Good luck with your surgery...I will be stalking this thread!


----------



## wannabeprego

Thanks again for the good luck wishes girls!!!Only 2 more days!!!!!!!!!!!https://i255.photobucket.com/albums/hh126/izzybee22/Nervous.gif :wacko::wacko::wacko:

Lordy the suspense is killing me, nerves are getting to me!!! 

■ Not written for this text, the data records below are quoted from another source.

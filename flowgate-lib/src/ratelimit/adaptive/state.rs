use crate::ratelimit::{AdaptiveConfig, AdaptiveStats};

/// A change of the live concurrency cap
#[derive(Debug, Clone, Copy, PartialEq, Eq)]
pub struct Transition {
    /// Cap before the event
    pub from: usize,
    /// Cap after the event
    pub to: usize,
}

/// Counters behind an [`crate::ratelimit::AdaptiveController`].
///
/// Transitions are pure functions of the current state and the config so a
/// scripted event sequence always ends in the same place. The controller
/// serializes calls; this type does no locking of its own.
#[derive(Debug, Clone, Copy, PartialEq, Eq)]
pub(crate) struct AdaptiveState {
    current_concurrency: usize,
    consecutive_successes: u32,
    total_successes: u64,
    total_rate_limits: u64,
}

impl AdaptiveState {
    pub(crate) const fn new(initial_concurrency: usize) -> Self {
        Self {
            current_concurrency: initial_concurrency,
            consecutive_successes: 0,
            total_successes: 0,
            total_rate_limits: 0,
        }
    }

    pub(crate) const fn current_concurrency(&self) -> usize {
        self.current_concurrency
    }

    /// Count a success and raise the cap once the recovery threshold is reached
    pub(crate) fn on_success(&mut self, config: &AdaptiveConfig) -> Option<Transition> {
        self.consecutive_successes += 1;
        self.total_successes += 1;

        if self.consecutive_successes < config.recovery_threshold {
            return None;
        }
        self.consecutive_successes = 0;

        let from = self.current_concurrency;
        let scaled = scale(from, config.recovery_factor);
        // small caps would otherwise never grow, e.g. floor(2 * 1.2) = 2
        let raised = if scaled > from { scaled } else { from + 1 };
        self.current_concurrency = raised.min(config.max_concurrency);
        self.transition(from)
    }

    /// Count a rate-limit event and shrink the cap
    pub(crate) fn on_rate_limit(&mut self, config: &AdaptiveConfig) -> Option<Transition> {
        self.consecutive_successes = 0;
        self.total_rate_limits += 1;

        let from = self.current_concurrency;
        self.current_concurrency = scale(from, config.backoff_factor).max(config.min_concurrency);
        self.transition(from)
    }

    fn transition(&self, from: usize) -> Option<Transition> {
        (from != self.current_concurrency).then_some(Transition {
            from,
            to: self.current_concurrency,
        })
    }

    pub(crate) const fn stats(&self) -> AdaptiveStats {
        AdaptiveStats {
            current_concurrency: self.current_concurrency,
            consecutive_successes: self.consecutive_successes,
            total_successes: self.total_successes,
            total_rate_limits: self.total_rate_limits,
        }
    }
}

/// `floor(value * factor)`
#[allow(
    clippy::cast_precision_loss,
    clippy::cast_possible_truncation,
    clippy::cast_sign_loss
)]
fn scale(value: usize, factor: f64) -> usize {
    (value as f64 * factor).floor() as usize
}

#[cfg(test)]
mod tests {
    use super::*;
    use pretty_assertions::assert_eq;

    enum Event {
        Success,
        RateLimit,
    }

    fn config(initial: usize, min: usize, max: usize) -> AdaptiveConfig {
        AdaptiveConfig::builder()
            .initial_concurrency(initial)
            .min_concurrency(min)
            .max_concurrency(max)
            .build()
    }

    fn replay(config: &AdaptiveConfig, events: &[Event]) -> AdaptiveState {
        let mut state = AdaptiveState::new(config.initial_concurrency);
        for event in events {
            match event {
                Event::Success => state.on_success(config),
                Event::RateLimit => state.on_rate_limit(config),
            };
        }
        state
    }

    #[test]
    fn test_backoff_halves_down_to_min() {
        let config = config(10, 1, 20);
        let mut state = AdaptiveState::new(10);

        assert_eq!(
            state.on_rate_limit(&config),
            Some(Transition { from: 10, to: 5 })
        );
        assert_eq!(
            state.on_rate_limit(&config),
            Some(Transition { from: 5, to: 2 })
        );
        assert_eq!(
            state.on_rate_limit(&config),
            Some(Transition { from: 2, to: 1 })
        );
        assert_eq!(state.on_rate_limit(&config), None);
        assert_eq!(state.current_concurrency(), 1);
        assert_eq!(state.stats().total_rate_limits, 4);
    }

    #[test]
    fn test_recovery_after_threshold() {
        let config = config(10, 1, 20);
        let mut state = AdaptiveState::new(10);

        for _ in 0..9 {
            assert_eq!(state.on_success(&config), None);
        }
        assert_eq!(
            state.on_success(&config),
            Some(Transition { from: 10, to: 12 })
        );
        assert_eq!(state.stats().consecutive_successes, 0);
        assert_eq!(state.stats().total_successes, 10);
    }

    #[test]
    fn test_recovery_grows_small_caps_by_at_least_one() {
        let config = config(2, 1, 20);
        let state = replay(&config, &(0..10).map(|_| Event::Success).collect::<Vec<_>>());
        assert_eq!(state.current_concurrency(), 3);
    }

    #[test]
    fn test_recovery_does_not_exceed_max() {
        let config = config(19, 1, 20);
        let state = replay(&config, &(0..30).map(|_| Event::Success).collect::<Vec<_>>());
        assert_eq!(state.current_concurrency(), 20);
    }

    #[test]
    fn test_rate_limit_resets_consecutive_successes() {
        let config = config(10, 1, 20);
        let mut events: Vec<_> = (0..9).map(|_| Event::Success).collect();
        events.push(Event::RateLimit);
        events.extend((0..9).map(|_| Event::Success));

        let state = replay(&config, &events);
        assert_eq!(
            state.stats(),
            AdaptiveStats {
                current_concurrency: 5,
                consecutive_successes: 9,
                total_successes: 18,
                total_rate_limits: 1,
            }
        );
    }

    #[test]
    fn test_scripted_sequence() {
        let config = config(10, 2, 50);
        // 10 -> 5 (backoff), 5 -> 6 (recovery), 6 -> 3 (backoff), 3 -> 2 (backoff),
        // 2 -> 3 (recovery, +1 floor)
        let mut events = vec![Event::RateLimit];
        events.extend((0..10).map(|_| Event::Success));
        events.push(Event::RateLimit);
        events.push(Event::RateLimit);
        events.extend((0..10).map(|_| Event::Success));

        let state = replay(&config, &events);
        assert_eq!(state.current_concurrency(), 3);
        assert_eq!(state.stats().total_rate_limits, 3);
        assert_eq!(state.stats().total_successes, 20);
    }

    #[test]
    fn test_bounds_hold_for_long_traces() {
        let config = config(8, 2, 16);
        let mut state = AdaptiveState::new(8);
        let mut seed: u32 = 0x2545_f491;

        for _ in 0..10_000 {
            // xorshift, one rate limit per ~8 events
            seed ^= seed << 13;
            seed ^= seed >> 17;
            seed ^= seed << 5;
            if seed % 8 == 0 {
                state.on_rate_limit(&config);
            } else {
                state.on_success(&config);
            }
            assert!((2..=16).contains(&state.current_concurrency()));
        }
    }
}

@Brassy, fingers crossed that the surgery is what we both need to get our BFP's finally!!!Good luck and baby dust to you!!! :dust::dust: 

Make sure you stop back bye and let us know how your surgery goes!! I will do an update after mine is done as well!!!:thumbup:


----------



## wannabeprego

EEEEeeeekkkkkkkk..... OMG!!!!! Only 1 more day until Surgery..........:wacko::wacko::wacko::wacko:


I have to be at the outpatient surgery center tomorrow morning at 6:30 am and the surgery is scheduled for 7am. I will be updating the thread with the outcome after it is done, and once I am feeling up to it, which might not be until Thursday!! Fingers crossed I wake up after surgery with 2 open healthy tubes and a cleaned out/healthy uterus!!!!:thumbup: 

Lordy I need something for my nerves and anxiety to calm me down today!!! :wacko::wacko::wacko: I just reminding myself that everything is going to be alright and trying to focus on the positives after it is done!!!

https://i255.photobucket.com/albums/hh126/izzybee22/businessman_nervous_md_wht.gif


----------



## TeddyBearPug

Sending good vibes in your direction!! My surgeon gave me some xanax to take the day before my surgery!! It helped a lot!!


----------



## Hope41more

Good luck for your surgery tomorrow. I know how anxious you are feeling as i am having a lap and hysterscopy on the 7th sep. I had a HSG in June and found out both my tubes are blocked at the proximal end. My world came crashing down when i got my results, takes a lot for me to cry and i was inconsolable. My emotions are up and down at the moment, i am so scared to what they might find and whether it will be a success than the operation itself. Fingers crossed all goes well and you have a speedy recovery. xxx


----------



## TooExcited

Good luck for tomorrow Hun. Wishing you a very speedy recovery and a very successful outcome!

I have a lap, hysteroscopy, Hysteroscopic selective salpingograhy and tubular reconnulation (whatever all of that actually means!!!) in October so I will be very interested to know how you feel after the procedure and more importantly i have my fingers crossed for you that it leads to a BFP!!!

Make sure you get as much sleep tonight as you can Hun.

Xxxx


----------



## wannabeprego

TeddyBearPug said:


> Sending good vibes in your direction!! My surgeon gave me some xanax to take the day before my surgery!! It helped a lot!!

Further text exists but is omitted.